* WHAT YOU HAVE TO DO:
State how many lines of the records include the word "filter"; the reply is that number alone.

* Records from a dataset:
----

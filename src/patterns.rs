//! Shell-glob ignore patterns.
//!
//! Patterns are matched against the whole `/`-separated path relative to the
//! scanned root. `*` and `?` are allowed to cross `/`, so `*.log` also hides
//! `logs/debug.log`, while `node_modules/*` only hides a top-level
//! `node_modules` directory. There is no gitignore-style anchoring.
//!
//! Pattern syntax is plain shell glob: `*`, `?` and `[...]` are special,
//! everything else is literal. Braces do not alternate, `\` does not escape,
//! `**` is just `*`, and an unclosed `[` matches itself.

use anyhow::{Context, Result};
use globset::{Glob, GlobBuilder, GlobSet, GlobSetBuilder};
use log::{debug, warn};
use std::fs;
use std::io::ErrorKind;
use std::path::Path;

/// Patterns every matcher starts with.
pub const DEFAULT_IGNORES: &[&str] = &[
    // Compiled / cache artifacts
    "*.pyc",
    "__pycache__/*",
    // Version control and OS metadata
    ".git/*",
    ".DS_Store",
    // Logs, temp and swap files
    "*.log",
    "*.tmp",
    "*.swp",
    "*.swo",
    // Dependencies
    "node_modules/*",
    // Binaries
    "*.exe",
    "*.dll",
    "*.so",
    "*.dylib",
    // Archives
    "*.zip",
    "*.tar",
    "*.gz",
    "*.rar",
    // Images
    "*.jpg",
    "*.jpeg",
    "*.png",
    "*.gif",
    "*.ico",
    // Documents
    "*.pdf",
    "*.doc",
    "*.docx",
    // Environment files
    ".env",
    ".env.*",
    // IDE files
    ".vscode/*",
    ".idea/*",
];

/// Decides whether a relative path is left out of the document.
#[derive(Debug, Clone)]
pub struct IgnoreMatcher {
    patterns: Vec<String>,
    set: GlobSet,
}

impl IgnoreMatcher {
    /// Creates a matcher holding only [`DEFAULT_IGNORES`].
    pub fn new() -> Result<Self> {
        Self::with_patterns(std::iter::empty::<String>())
    }

    /// Creates a matcher holding [`DEFAULT_IGNORES`] followed by `extra`.
    pub fn with_patterns<I, S>(extra: I) -> Result<Self>
    where
        I: IntoIterator<Item = S>,
        S: Into<String>,
    {
        let patterns: Vec<String> = DEFAULT_IGNORES
            .iter()
            .map(|p| p.to_string())
            .chain(extra.into_iter().map(Into::into))
            .collect();

        let mut matcher = Self {
            patterns: Vec::new(),
            set: GlobSet::empty(),
        };
        matcher.extend(patterns)?;
        Ok(matcher)
    }

    /// All accepted patterns, built-ins first.
    pub fn patterns(&self) -> &[String] {
        &self.patterns
    }

    /// Appends patterns and recompiles the matcher.
    ///
    /// A pattern globset still rejects (a reversed range such as `[z-a]`)
    /// could never match anything, so it is dropped with a warning.
    pub fn extend<I, S>(&mut self, patterns: I) -> Result<()>
    where
        I: IntoIterator<Item = S>,
        S: Into<String>,
    {
        for pattern in patterns {
            let pattern = pattern.into();
            match compile_glob(&pattern) {
                Ok(_) => self.patterns.push(pattern),
                Err(err) => warn!("Skipping invalid ignore pattern '{pattern}': {err}"),
            }
        }

        let mut builder = GlobSetBuilder::new();
        for pattern in &self.patterns {
            builder.add(compile_glob(pattern)?);
        }
        self.set = builder.build().context("Failed to compile ignore patterns")?;
        Ok(())
    }

    /// Reads newline-delimited patterns from `path` and appends them.
    ///
    /// Lines starting with `#` are comments; remaining lines are trimmed and
    /// blank ones skipped. A missing file only logs a warning. Returns the
    /// number of patterns read.
    pub fn load_patterns_from_file(&mut self, path: &Path) -> Result<usize> {
        let content = match fs::read_to_string(path) {
            Ok(content) => content,
            Err(err) if err.kind() == ErrorKind::NotFound => {
                warn!("Ignore file {} not found.", path.display());
                return Ok(0);
            }
            Err(err) => {
                return Err(err)
                    .with_context(|| format!("Failed to read ignore file {}", path.display()));
            }
        };

        let patterns = parse_ignore_file(&content);
        let count = patterns.len();
        debug!("Loaded {count} ignore pattern(s) from {}", path.display());
        self.extend(patterns)?;
        Ok(count)
    }

    /// Returns true when `relative_path` matches any pattern.
    pub fn should_ignore(&self, relative_path: &str) -> bool {
        self.set.is_match(normalize_separators(relative_path))
    }
}

fn compile_glob(pattern: &str) -> Result<Glob, globset::Error> {
    GlobBuilder::new(&shell_to_globset(pattern))
        .backslash_escape(false)
        .allow_unclosed_class(true)
        .build()
}

/// Rewrites a shell glob into globset syntax with the same meaning.
fn shell_to_globset(pattern: &str) -> String {
    let chars: Vec<char> = pattern.chars().collect();
    let mut out = String::with_capacity(pattern.len() + 8);
    let mut i = 0;

    while i < chars.len() {
        match chars[i] {
            '*' => {
                while chars.get(i + 1) == Some(&'*') {
                    i += 1;
                }
                out.push('*');
            }
            '{' => out.push_str("[{]"),
            '}' => out.push_str("[}]"),
            '[' => match class_end(&chars, i) {
                Some(end) => {
                    push_class(&mut out, &chars[i + 1..end]);
                    i = end;
                }
                // Unclosed: a literal `[`, spelled as a class so escaped
                // braces later on cannot close it.
                None => out.push_str("[[]"),
            },
            c => out.push(c),
        }
        i += 1;
    }

    out
}

/// Index of the `]` closing the class opened at `start`, if any.
///
/// A `]` right after `[` or `[!` belongs to the class.
fn class_end(chars: &[char], start: usize) -> Option<usize> {
    let mut j = start + 1;
    if chars.get(j) == Some(&'!') {
        j += 1;
    }
    if chars.get(j) == Some(&']') {
        j += 1;
    }
    let offset = chars.get(j..)?.iter().position(|&c| c == ']')?;
    Some(j + offset)
}

/// Emits a class body. Only `!` negates; a leading `^` is a literal caret,
/// which globset would read as negation, so it is moved out of first place.
fn push_class(out: &mut String, body: &[char]) {
    let (negated, members) = match body.split_first() {
        Some((&'!', rest)) => (true, rest),
        _ => (false, body),
    };

    let members: Vec<char> = match members.split_first() {
        Some((&'^', rest)) if !negated => {
            if rest.is_empty() {
                out.push('^');
                return;
            }
            match rest.split_last() {
                // Keep `-` literal by leading with it instead of ending `x-^`.
                Some((&'-', init)) => std::iter::once('-')
                    .chain(init.iter().copied())
                    .chain(std::iter::once('^'))
                    .collect(),
                _ => rest.iter().copied().chain(std::iter::once('^')).collect(),
            }
        }
        _ => members.to_vec(),
    };

    out.push('[');
    if negated {
        out.push('!');
    }
    out.extend(members);
    out.push(']');
}

fn parse_ignore_file(content: &str) -> Vec<String> {
    content
        .lines()
        .filter(|line| !line.starts_with('#'))
        .map(str::trim)
        .filter(|line| !line.is_empty())
        .map(String::from)
        .collect()
}

/// Rewrites Windows separators to `/`.
pub fn normalize_separators(path: &str) -> String {
    path.replace('\\', "/")
}

#[cfg(test)]
mod tests {
    use super::*;
    use std::fs;
    use tempfile::tempdir;

    #[test]
    fn defaults_hide_common_artifacts() {
        let matcher = IgnoreMatcher::new().unwrap();

        for path in [
            "module.pyc",
            "pkg/module.pyc",
            "__pycache__/module.cpython-312.pyc",
            ".git/HEAD",
            ".git/objects/ab/cdef",
            ".DS_Store",
            "debug.log",
            "logs/server.log",
            "node_modules/left-pad/index.js",
            "lib/native.so",
            "release.tar",
            "assets/logo.png",
            "docs/manual.pdf",
            ".env",
            ".env.local",
            ".vscode/settings.json",
            ".idea/workspace.xml",
        ] {
            assert!(matcher.should_ignore(path), "{path} should be ignored");
        }
    }

    #[test]
    fn defaults_keep_source_files() {
        let matcher = IgnoreMatcher::new().unwrap();

        for path in ["main.py", "src/lib.rs", "README.md", "env.txt", ".gitignore"] {
            assert!(!matcher.should_ignore(path), "{path} should be kept");
        }
    }

    #[test]
    fn slash_patterns_are_not_recursive() {
        let matcher = IgnoreMatcher::new().unwrap();

        // Only the top-level directory is covered by `node_modules/*`.
        assert!(matcher.should_ignore("node_modules/a.js"));
        assert!(!matcher.should_ignore("web/node_modules/a.js"));
        // Literal names only match at the root.
        assert!(!matcher.should_ignore("config/.env"));
    }

    #[test]
    fn normalizes_backslashes() {
        let matcher = IgnoreMatcher::with_patterns(["build/*"]).unwrap();

        assert!(matcher.should_ignore("build\\out.txt"));
        assert!(matcher.should_ignore(".git\\config"));
    }

    #[test]
    fn user_patterns_extend_defaults() {
        let matcher = IgnoreMatcher::with_patterns(["secret.txt", "target/*"]).unwrap();

        assert!(matcher.should_ignore("secret.txt"));
        assert!(matcher.should_ignore("target/debug/app"));
        assert!(matcher.should_ignore("debug.log"));
        assert!(!matcher.should_ignore("public.txt"));
        assert_eq!(matcher.patterns().len(), DEFAULT_IGNORES.len() + 2);
    }

    #[test]
    fn invalid_patterns_are_skipped() {
        let matcher = IgnoreMatcher::with_patterns(["[z-a]", "*.bak"]).unwrap();

        assert!(matcher.should_ignore("old.bak"));
        assert!(!matcher.patterns().iter().any(|p| p == "[z-a]"));
    }

    #[test]
    fn shell_glob_metacharacters_stay_literal() {
        let matcher = IgnoreMatcher::with_patterns(["a{b}.txt", "[draft", "x\\*y"]).unwrap();

        // Braces do not alternate.
        assert!(matcher.should_ignore("a{b}.txt"));
        assert!(!matcher.should_ignore("ab.txt"));
        // An unclosed class is a literal bracket.
        assert!(matcher.should_ignore("[draft"));
        // Backslash is not an escape, so `*` keeps its wildcard meaning.
        assert!(!matcher.should_ignore("x*y"));
        assert!(matcher.patterns().iter().any(|p| p == "[draft"));
        assert_eq!(matcher.patterns().len(), DEFAULT_IGNORES.len() + 3);
    }

    #[test]
    fn classes_follow_shell_rules() {
        let matcher =
            IgnoreMatcher::with_patterns(["[^a]bc", "[!x]yz", "[]]q", "n[^a-]m"]).unwrap();

        assert!(matcher.should_ignore("^bc"));
        assert!(matcher.should_ignore("abc"));
        assert!(!matcher.should_ignore("zbc"));
        assert!(matcher.should_ignore("ayz"));
        assert!(!matcher.should_ignore("xyz"));
        assert!(matcher.should_ignore("]q"));
        assert!(matcher.should_ignore("n-m"));
        assert!(matcher.should_ignore("n^m"));
        assert!(!matcher.should_ignore("nbm"));
    }

    #[test]
    fn double_star_is_a_single_star() {
        let matcher = IgnoreMatcher::with_patterns(["a/**/b"]).unwrap();

        assert!(matcher.should_ignore("a/x/b"));
        assert!(matcher.should_ignore("a/x/y/b"));
        assert!(!matcher.should_ignore("a/b"));
    }

    #[test]
    fn translates_to_globset_syntax() {
        assert_eq!(shell_to_globset("a{b,c}"), "a[{]b,c[}]");
        assert_eq!(shell_to_globset("[{}]x"), "[{}]x");
        assert_eq!(shell_to_globset("***.log"), "*.log");
        assert_eq!(shell_to_globset("[^a-z]"), "[a-z^]");
        assert_eq!(shell_to_globset("[^]"), "^");
        assert_eq!(shell_to_globset("[oops"), "[[]oops");
        assert_eq!(shell_to_globset("[a{"), "[[]a[{]");
    }

    #[test]
    fn loads_patterns_from_file() {
        let dir = tempdir().unwrap();
        let ignore_path = dir.path().join(".sushignore");
        fs::write(
            &ignore_path,
            "# build output\n\n  dist/*  \n*.bak\n   \n#*.rs\n",
        )
        .unwrap();

        let mut matcher = IgnoreMatcher::new().unwrap();
        let loaded = matcher.load_patterns_from_file(&ignore_path).unwrap();

        assert_eq!(loaded, 2);
        assert!(matcher.should_ignore("dist/bundle.js"));
        assert!(matcher.should_ignore("notes.bak"));
        assert!(!matcher.should_ignore("main.rs"));
    }

    #[test]
    fn missing_ignore_file_leaves_patterns_unchanged() {
        let dir = tempdir().unwrap();
        let mut matcher = IgnoreMatcher::new().unwrap();

        let loaded = matcher
            .load_patterns_from_file(&dir.path().join("absent"))
            .unwrap();

        assert_eq!(loaded, 0);
        assert_eq!(matcher.patterns().len(), DEFAULT_IGNORES.len());
    }

    #[test]
    fn comment_marker_must_start_the_line() {
        let patterns = parse_ignore_file("#skip\n  #kept\nplain\n");
        assert_eq!(patterns, vec!["#kept".to_string(), "plain".to_string()]);
    }
}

----

* THE COMPLETED TASK:
2